• _BRIEF_
Which of the lines in the records below hold the string "corner"? Copy every one of them.

• _Source records_

......

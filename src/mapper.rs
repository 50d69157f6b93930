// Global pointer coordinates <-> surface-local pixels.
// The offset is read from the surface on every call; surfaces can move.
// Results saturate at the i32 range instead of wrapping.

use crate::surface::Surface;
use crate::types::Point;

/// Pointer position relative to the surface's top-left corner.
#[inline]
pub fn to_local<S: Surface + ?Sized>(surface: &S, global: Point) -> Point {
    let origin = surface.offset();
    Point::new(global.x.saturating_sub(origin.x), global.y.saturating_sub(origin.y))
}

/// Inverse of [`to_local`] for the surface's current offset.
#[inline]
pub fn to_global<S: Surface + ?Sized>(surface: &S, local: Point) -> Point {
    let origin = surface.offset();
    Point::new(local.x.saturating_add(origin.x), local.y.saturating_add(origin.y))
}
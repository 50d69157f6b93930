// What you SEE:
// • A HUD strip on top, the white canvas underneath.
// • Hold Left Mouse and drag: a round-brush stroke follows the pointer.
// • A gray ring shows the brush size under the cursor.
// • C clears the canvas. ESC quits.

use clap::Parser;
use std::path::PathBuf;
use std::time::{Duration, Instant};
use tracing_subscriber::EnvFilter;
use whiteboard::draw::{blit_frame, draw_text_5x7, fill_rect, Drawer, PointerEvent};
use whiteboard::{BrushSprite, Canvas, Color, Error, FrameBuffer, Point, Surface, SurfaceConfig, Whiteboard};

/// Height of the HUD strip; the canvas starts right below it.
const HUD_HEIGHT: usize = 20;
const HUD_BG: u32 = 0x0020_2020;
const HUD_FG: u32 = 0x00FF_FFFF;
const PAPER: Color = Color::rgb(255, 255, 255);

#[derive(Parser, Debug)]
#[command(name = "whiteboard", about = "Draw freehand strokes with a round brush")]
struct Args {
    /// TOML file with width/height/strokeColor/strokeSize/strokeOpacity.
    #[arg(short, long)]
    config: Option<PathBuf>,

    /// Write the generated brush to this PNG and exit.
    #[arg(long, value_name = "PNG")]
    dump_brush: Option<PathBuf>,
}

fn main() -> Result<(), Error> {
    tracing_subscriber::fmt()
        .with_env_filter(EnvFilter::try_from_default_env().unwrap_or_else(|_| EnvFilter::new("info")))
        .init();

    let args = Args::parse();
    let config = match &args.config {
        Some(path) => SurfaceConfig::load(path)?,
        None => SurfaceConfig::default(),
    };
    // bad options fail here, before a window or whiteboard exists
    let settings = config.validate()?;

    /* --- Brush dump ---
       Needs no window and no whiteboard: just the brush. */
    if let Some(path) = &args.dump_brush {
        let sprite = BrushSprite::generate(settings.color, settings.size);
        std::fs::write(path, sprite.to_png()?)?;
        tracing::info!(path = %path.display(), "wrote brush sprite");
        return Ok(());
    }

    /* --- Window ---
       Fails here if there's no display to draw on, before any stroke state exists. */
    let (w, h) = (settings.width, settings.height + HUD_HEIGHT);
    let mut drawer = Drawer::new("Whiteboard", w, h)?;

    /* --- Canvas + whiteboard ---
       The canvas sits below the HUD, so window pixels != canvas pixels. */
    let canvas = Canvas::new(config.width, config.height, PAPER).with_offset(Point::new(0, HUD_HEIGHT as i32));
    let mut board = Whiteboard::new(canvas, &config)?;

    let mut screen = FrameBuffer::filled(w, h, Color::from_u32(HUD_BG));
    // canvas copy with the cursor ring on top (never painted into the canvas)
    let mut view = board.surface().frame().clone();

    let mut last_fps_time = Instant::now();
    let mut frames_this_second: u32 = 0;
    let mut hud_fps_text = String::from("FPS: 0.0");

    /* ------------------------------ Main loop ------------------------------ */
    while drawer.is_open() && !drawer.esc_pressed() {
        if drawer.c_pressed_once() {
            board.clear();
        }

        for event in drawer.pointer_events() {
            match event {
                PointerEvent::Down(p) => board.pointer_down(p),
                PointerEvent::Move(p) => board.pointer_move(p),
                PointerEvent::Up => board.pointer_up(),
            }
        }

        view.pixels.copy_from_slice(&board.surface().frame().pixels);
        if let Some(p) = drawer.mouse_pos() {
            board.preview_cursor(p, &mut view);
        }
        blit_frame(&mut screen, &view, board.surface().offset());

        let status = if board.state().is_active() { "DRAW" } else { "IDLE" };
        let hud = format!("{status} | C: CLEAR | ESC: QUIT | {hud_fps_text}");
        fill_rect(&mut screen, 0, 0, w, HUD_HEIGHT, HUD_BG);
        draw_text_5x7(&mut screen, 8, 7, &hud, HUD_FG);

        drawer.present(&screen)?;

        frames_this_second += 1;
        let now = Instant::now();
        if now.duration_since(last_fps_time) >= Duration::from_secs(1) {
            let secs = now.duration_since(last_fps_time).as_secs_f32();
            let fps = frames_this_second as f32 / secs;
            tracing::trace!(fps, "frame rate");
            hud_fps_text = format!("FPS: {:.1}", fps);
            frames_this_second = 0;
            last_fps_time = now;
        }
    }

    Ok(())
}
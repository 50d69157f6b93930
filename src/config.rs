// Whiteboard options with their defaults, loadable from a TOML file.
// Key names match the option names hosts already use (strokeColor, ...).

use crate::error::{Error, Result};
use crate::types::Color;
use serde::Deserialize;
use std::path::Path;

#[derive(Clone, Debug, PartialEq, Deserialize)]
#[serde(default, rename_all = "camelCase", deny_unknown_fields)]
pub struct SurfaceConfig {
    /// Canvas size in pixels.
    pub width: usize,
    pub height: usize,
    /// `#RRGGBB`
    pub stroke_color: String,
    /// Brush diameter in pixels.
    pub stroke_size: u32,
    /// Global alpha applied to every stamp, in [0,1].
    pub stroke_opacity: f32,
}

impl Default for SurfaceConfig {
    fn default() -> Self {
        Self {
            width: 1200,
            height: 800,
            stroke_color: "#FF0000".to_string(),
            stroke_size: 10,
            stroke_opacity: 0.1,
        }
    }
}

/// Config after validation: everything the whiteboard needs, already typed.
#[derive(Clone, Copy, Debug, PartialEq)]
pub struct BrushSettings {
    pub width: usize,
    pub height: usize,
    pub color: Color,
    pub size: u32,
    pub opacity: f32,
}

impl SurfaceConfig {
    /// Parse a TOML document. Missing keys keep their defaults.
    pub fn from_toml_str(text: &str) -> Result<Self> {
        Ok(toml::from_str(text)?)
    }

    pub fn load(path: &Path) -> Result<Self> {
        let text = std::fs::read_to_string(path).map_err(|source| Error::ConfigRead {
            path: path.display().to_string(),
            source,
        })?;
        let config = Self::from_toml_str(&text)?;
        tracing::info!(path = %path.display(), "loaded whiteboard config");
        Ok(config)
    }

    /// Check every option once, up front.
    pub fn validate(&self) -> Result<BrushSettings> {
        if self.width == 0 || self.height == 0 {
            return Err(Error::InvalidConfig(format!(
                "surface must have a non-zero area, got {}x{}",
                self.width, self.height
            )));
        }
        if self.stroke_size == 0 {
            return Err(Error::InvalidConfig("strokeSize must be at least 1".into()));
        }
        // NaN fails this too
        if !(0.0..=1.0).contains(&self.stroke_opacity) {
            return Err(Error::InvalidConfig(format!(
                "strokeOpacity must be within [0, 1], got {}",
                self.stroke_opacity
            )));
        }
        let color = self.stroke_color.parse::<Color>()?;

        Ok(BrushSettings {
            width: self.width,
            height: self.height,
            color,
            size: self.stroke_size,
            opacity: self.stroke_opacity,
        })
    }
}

......

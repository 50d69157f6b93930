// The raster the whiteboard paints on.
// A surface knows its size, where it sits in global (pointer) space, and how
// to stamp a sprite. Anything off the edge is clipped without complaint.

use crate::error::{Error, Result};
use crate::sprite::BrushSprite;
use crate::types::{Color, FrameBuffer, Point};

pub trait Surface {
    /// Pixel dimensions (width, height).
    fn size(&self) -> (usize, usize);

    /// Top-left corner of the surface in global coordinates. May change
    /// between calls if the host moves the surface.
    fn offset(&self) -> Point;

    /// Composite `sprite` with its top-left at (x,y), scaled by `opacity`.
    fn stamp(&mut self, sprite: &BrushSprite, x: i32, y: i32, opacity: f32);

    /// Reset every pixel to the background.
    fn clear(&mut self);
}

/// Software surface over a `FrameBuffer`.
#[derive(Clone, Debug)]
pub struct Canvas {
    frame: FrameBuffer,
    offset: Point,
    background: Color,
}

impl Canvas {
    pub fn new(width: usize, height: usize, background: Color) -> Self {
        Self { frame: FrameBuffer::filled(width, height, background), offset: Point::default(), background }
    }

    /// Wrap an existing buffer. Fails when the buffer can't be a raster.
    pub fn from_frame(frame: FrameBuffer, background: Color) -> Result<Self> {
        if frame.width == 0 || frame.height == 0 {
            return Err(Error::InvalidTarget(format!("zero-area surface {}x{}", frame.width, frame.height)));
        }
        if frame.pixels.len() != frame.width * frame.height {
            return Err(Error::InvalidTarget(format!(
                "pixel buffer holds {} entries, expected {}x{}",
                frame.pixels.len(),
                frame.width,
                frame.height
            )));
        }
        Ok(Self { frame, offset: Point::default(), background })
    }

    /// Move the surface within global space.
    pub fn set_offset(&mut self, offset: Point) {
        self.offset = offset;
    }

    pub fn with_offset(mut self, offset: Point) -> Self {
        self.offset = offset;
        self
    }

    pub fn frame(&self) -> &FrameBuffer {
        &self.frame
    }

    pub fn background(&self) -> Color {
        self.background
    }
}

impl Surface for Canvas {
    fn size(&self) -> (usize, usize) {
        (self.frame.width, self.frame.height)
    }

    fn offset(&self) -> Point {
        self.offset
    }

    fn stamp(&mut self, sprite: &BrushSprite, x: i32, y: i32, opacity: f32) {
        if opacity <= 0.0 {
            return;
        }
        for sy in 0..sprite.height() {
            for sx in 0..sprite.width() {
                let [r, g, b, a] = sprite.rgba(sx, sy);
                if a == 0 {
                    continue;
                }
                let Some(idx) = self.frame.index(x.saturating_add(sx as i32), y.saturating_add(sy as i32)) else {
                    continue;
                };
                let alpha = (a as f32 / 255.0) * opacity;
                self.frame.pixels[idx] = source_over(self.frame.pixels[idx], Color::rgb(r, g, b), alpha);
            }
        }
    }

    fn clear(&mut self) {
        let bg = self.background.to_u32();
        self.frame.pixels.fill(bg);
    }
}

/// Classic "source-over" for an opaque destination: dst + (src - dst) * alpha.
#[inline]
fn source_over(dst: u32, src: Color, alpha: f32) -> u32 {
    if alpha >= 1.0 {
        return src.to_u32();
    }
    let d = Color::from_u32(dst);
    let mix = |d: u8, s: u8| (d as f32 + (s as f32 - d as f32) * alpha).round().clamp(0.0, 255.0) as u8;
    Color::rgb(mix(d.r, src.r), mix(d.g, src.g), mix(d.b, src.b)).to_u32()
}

......

• _RESULT OF THIS EXERCISE_
/// Pointer position relative to the surface's top-left corner.
    /// Top-left corner of the surface in global coordinates. May change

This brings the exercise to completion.